Stored dataset items
"""

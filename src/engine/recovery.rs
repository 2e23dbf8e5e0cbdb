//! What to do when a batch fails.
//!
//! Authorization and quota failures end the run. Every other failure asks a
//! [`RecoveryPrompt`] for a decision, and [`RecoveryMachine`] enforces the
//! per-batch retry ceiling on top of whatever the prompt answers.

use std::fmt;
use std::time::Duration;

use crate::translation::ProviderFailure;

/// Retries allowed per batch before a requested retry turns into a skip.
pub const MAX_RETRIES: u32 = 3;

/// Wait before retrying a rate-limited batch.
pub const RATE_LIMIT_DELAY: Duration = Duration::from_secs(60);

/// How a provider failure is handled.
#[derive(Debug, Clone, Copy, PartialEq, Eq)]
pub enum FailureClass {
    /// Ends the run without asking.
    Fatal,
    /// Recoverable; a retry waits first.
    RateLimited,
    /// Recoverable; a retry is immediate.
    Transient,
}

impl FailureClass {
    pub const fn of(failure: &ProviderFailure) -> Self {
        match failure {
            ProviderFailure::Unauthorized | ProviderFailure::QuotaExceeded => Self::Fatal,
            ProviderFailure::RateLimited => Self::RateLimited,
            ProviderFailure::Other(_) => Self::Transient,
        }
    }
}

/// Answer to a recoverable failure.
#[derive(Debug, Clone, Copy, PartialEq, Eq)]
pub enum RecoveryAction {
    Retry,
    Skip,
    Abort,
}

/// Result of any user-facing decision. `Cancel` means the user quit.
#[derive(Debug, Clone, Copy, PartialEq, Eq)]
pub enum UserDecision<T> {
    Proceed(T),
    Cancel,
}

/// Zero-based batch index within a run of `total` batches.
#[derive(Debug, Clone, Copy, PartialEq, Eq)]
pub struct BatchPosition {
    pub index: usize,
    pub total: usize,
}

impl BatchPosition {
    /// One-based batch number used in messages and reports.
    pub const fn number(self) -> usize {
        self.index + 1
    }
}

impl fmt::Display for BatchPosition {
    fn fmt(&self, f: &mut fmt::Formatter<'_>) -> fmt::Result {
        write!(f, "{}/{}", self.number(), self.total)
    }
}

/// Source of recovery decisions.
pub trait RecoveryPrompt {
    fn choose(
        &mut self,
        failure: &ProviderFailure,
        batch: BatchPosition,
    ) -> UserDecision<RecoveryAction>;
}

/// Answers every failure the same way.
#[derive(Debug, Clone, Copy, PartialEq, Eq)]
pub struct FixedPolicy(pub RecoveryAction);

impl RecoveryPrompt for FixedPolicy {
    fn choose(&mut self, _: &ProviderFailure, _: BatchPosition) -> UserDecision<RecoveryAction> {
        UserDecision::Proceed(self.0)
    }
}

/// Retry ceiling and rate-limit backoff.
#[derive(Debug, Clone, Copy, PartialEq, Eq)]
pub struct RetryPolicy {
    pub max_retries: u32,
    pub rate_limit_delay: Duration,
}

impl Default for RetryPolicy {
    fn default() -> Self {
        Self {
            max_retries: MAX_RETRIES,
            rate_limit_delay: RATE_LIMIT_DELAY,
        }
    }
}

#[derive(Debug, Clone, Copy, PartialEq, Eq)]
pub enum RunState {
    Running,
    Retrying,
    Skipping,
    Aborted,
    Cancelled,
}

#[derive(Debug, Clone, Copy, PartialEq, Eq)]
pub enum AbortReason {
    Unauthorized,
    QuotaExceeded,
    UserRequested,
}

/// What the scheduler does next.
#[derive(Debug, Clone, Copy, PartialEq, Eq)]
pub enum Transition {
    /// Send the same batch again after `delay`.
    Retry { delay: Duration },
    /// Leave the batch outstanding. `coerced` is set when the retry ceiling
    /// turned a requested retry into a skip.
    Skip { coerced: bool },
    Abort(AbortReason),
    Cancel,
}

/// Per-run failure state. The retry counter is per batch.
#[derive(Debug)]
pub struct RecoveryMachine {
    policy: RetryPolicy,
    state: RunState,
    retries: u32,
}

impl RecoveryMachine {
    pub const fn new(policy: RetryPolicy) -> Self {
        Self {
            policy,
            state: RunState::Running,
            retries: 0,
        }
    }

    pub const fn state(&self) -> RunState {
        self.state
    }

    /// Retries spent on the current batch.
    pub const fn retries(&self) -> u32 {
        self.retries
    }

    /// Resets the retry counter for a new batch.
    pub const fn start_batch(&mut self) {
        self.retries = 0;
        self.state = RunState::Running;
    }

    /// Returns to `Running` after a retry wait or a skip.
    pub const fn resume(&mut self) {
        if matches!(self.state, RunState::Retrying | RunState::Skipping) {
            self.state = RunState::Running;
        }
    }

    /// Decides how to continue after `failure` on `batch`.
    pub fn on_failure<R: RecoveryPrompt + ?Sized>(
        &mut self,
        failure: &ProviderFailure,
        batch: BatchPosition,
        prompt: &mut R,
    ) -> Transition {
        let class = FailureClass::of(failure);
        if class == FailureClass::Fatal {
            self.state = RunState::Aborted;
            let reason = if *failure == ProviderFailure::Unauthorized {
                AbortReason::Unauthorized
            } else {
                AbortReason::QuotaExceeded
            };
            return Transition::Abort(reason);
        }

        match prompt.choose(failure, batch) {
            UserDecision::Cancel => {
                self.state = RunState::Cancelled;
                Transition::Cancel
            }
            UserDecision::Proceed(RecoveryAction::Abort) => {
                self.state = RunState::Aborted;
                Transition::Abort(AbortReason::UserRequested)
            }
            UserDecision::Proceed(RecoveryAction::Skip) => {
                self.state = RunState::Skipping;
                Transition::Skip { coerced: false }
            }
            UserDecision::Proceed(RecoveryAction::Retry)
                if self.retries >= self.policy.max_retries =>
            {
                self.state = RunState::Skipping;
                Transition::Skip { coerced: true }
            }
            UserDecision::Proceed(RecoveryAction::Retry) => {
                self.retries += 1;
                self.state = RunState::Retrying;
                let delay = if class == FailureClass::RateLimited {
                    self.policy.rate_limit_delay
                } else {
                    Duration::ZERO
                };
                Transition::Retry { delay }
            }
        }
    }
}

"""
"""

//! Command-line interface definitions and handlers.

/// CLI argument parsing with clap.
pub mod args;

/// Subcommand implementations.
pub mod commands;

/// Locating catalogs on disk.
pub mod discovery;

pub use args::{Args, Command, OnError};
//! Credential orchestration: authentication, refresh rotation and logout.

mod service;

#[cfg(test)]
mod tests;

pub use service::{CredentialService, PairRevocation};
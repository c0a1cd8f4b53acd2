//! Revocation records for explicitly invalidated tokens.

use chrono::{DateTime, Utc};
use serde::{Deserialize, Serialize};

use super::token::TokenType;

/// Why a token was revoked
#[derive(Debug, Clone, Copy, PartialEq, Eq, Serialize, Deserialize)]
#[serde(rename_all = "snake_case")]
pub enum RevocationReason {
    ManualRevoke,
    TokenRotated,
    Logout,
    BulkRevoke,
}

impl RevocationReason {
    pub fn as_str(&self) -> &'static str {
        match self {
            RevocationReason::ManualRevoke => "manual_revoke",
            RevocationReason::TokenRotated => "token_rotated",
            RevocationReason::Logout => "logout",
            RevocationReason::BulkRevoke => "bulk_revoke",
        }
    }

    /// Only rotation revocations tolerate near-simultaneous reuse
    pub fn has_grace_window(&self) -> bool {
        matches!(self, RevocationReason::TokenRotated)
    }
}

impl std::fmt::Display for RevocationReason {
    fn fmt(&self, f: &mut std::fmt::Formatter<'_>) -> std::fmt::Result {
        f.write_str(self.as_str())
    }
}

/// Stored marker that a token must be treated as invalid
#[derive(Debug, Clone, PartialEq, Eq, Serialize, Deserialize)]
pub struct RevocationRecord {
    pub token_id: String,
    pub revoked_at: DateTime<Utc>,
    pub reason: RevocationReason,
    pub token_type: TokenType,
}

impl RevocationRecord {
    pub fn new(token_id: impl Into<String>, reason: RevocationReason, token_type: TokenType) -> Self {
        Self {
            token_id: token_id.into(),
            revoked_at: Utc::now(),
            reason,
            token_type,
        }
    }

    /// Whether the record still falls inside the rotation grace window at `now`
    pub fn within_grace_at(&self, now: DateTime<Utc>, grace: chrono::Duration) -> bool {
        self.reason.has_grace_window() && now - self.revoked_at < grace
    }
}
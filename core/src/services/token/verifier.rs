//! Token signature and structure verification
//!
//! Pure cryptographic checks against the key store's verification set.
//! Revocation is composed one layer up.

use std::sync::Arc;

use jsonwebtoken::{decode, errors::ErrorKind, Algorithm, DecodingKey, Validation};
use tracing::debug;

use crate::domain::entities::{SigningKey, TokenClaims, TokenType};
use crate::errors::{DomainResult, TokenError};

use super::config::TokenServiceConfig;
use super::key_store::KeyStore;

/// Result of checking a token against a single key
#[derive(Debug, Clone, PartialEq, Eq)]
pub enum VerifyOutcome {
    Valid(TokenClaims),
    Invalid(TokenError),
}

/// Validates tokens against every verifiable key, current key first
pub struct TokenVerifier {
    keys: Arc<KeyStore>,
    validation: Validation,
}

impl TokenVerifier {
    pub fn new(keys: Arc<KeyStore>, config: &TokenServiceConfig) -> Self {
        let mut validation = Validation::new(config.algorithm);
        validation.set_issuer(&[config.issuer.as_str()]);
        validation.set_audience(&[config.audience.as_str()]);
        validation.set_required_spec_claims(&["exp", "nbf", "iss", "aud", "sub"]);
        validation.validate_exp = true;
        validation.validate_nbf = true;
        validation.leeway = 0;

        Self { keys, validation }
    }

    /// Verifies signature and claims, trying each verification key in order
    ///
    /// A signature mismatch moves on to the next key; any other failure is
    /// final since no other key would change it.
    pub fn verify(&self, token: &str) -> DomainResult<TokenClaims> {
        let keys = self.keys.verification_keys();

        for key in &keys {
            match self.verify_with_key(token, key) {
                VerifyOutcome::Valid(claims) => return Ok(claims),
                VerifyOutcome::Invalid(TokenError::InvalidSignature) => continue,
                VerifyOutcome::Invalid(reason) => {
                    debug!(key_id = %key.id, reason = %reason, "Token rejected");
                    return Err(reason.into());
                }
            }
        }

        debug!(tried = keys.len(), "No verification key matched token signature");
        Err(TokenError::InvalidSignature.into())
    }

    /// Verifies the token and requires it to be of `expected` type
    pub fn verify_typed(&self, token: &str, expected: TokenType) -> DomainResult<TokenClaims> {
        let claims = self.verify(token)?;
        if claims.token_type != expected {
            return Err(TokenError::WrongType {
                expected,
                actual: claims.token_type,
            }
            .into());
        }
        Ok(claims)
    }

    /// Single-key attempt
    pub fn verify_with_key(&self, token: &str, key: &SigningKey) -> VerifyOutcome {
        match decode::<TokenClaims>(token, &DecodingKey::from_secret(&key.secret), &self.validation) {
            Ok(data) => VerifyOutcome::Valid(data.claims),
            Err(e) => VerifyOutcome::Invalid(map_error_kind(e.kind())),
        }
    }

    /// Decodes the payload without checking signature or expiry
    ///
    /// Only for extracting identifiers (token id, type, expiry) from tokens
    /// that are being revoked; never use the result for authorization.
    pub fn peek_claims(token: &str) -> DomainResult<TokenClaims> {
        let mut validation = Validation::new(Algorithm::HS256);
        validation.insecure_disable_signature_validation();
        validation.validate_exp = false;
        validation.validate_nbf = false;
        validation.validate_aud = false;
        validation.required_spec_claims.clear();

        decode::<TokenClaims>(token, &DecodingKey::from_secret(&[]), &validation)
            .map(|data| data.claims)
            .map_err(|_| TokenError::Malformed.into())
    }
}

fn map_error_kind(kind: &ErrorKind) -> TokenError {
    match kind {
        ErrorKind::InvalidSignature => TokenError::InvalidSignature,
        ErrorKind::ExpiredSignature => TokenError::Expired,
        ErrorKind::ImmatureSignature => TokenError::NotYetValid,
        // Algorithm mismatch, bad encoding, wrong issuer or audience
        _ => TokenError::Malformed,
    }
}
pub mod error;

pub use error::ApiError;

"""
"""

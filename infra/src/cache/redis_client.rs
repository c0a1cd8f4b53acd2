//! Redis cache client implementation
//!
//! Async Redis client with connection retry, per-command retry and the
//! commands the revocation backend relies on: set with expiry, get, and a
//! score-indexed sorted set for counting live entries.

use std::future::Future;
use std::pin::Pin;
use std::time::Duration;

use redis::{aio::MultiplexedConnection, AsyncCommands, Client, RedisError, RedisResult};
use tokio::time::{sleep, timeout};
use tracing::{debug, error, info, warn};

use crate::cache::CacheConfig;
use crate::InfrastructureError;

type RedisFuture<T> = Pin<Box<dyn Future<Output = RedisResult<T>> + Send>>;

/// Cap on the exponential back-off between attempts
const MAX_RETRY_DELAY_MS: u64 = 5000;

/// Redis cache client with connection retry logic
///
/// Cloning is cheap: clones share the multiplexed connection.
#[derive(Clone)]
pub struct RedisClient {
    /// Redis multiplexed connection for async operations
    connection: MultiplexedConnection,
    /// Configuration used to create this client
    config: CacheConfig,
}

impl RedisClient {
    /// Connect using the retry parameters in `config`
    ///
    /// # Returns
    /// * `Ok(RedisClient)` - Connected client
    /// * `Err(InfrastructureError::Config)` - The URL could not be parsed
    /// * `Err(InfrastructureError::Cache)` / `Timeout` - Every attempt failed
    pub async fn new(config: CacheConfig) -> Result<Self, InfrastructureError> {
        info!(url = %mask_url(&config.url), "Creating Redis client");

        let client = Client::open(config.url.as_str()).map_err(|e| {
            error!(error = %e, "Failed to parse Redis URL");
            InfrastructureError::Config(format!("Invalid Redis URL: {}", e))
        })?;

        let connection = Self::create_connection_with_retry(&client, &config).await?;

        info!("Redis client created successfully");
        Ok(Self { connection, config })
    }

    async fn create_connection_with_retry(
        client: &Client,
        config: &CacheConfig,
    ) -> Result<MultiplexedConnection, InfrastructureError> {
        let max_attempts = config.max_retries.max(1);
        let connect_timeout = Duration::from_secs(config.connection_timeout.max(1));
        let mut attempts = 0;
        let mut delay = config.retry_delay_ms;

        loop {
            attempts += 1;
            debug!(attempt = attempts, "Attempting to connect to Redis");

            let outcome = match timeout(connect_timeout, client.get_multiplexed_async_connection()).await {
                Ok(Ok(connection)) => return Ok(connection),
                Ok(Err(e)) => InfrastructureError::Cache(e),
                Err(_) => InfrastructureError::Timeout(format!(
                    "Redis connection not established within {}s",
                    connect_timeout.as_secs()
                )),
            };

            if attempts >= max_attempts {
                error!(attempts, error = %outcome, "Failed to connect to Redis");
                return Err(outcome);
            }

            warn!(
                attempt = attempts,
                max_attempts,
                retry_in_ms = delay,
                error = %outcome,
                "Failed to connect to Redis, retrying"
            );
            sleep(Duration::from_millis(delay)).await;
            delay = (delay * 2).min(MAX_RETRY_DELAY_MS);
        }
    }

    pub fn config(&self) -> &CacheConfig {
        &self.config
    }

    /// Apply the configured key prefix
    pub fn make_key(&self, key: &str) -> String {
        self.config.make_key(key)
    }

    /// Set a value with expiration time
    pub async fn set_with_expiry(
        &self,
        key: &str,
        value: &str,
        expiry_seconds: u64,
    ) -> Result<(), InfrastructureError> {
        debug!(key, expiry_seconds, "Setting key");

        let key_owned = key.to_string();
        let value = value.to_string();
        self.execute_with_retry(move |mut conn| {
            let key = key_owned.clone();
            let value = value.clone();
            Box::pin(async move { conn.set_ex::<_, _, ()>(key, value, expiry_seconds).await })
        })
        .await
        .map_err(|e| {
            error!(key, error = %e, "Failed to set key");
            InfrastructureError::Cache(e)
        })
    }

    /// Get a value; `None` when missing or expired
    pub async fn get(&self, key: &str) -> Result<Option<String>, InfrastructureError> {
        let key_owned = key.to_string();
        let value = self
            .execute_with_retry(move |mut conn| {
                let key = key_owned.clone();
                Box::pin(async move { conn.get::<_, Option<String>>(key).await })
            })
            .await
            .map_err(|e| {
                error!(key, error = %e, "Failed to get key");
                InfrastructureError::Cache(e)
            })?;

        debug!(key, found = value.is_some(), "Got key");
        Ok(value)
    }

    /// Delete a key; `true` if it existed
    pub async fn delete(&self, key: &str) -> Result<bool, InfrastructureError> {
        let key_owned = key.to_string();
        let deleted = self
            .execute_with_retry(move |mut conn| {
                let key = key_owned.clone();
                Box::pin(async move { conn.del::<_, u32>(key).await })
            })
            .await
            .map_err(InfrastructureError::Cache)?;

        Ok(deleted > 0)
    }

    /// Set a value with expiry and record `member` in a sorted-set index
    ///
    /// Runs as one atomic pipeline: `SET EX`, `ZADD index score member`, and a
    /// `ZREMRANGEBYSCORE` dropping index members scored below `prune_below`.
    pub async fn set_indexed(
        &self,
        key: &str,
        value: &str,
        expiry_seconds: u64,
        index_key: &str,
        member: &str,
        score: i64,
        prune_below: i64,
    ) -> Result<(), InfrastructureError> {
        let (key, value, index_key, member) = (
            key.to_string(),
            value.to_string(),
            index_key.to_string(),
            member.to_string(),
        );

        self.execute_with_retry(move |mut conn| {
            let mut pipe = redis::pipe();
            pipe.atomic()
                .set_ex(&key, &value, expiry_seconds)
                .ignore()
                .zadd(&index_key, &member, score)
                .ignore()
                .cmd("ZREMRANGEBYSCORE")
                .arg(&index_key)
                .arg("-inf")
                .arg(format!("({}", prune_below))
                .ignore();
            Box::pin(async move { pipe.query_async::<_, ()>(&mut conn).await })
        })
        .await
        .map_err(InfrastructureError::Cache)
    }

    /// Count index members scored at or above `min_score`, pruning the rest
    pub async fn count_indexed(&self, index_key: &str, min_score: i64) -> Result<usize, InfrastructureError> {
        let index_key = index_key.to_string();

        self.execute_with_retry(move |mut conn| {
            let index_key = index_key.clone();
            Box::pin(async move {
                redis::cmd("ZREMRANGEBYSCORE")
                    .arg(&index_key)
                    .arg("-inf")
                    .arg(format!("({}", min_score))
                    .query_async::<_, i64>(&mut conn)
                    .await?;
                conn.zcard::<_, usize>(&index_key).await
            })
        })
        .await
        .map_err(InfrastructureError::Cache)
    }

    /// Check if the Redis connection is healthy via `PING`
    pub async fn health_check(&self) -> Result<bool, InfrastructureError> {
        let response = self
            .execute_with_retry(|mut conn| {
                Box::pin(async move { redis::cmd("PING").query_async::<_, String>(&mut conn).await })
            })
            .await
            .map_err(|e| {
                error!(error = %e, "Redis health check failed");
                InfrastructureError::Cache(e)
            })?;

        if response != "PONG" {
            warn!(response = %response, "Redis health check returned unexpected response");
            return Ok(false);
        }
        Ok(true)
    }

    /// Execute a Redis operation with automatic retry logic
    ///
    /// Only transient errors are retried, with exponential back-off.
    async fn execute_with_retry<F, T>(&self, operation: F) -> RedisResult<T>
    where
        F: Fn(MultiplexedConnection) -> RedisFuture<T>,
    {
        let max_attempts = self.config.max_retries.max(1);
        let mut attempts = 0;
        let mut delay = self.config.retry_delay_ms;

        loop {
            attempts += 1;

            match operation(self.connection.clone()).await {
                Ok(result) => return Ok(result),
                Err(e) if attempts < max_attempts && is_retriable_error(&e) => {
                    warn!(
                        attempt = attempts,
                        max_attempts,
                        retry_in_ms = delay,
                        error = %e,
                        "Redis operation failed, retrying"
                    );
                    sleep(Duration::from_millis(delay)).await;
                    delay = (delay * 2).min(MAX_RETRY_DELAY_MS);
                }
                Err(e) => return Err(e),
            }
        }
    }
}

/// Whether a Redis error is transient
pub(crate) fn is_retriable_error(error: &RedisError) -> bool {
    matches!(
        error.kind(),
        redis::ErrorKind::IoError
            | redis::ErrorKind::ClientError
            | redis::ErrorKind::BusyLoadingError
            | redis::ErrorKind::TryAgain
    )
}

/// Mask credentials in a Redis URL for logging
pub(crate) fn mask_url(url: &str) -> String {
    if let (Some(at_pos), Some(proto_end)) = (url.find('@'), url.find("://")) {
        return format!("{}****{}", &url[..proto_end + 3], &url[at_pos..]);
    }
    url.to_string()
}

"""

__Your assignment__:
Every line that contains the string "Verifies" should be returned from the data.

__Completed exercise__:
    /// Verifies signature and claims, trying each verification key in order
    /// Verifies the token and requires it to be of `expected` type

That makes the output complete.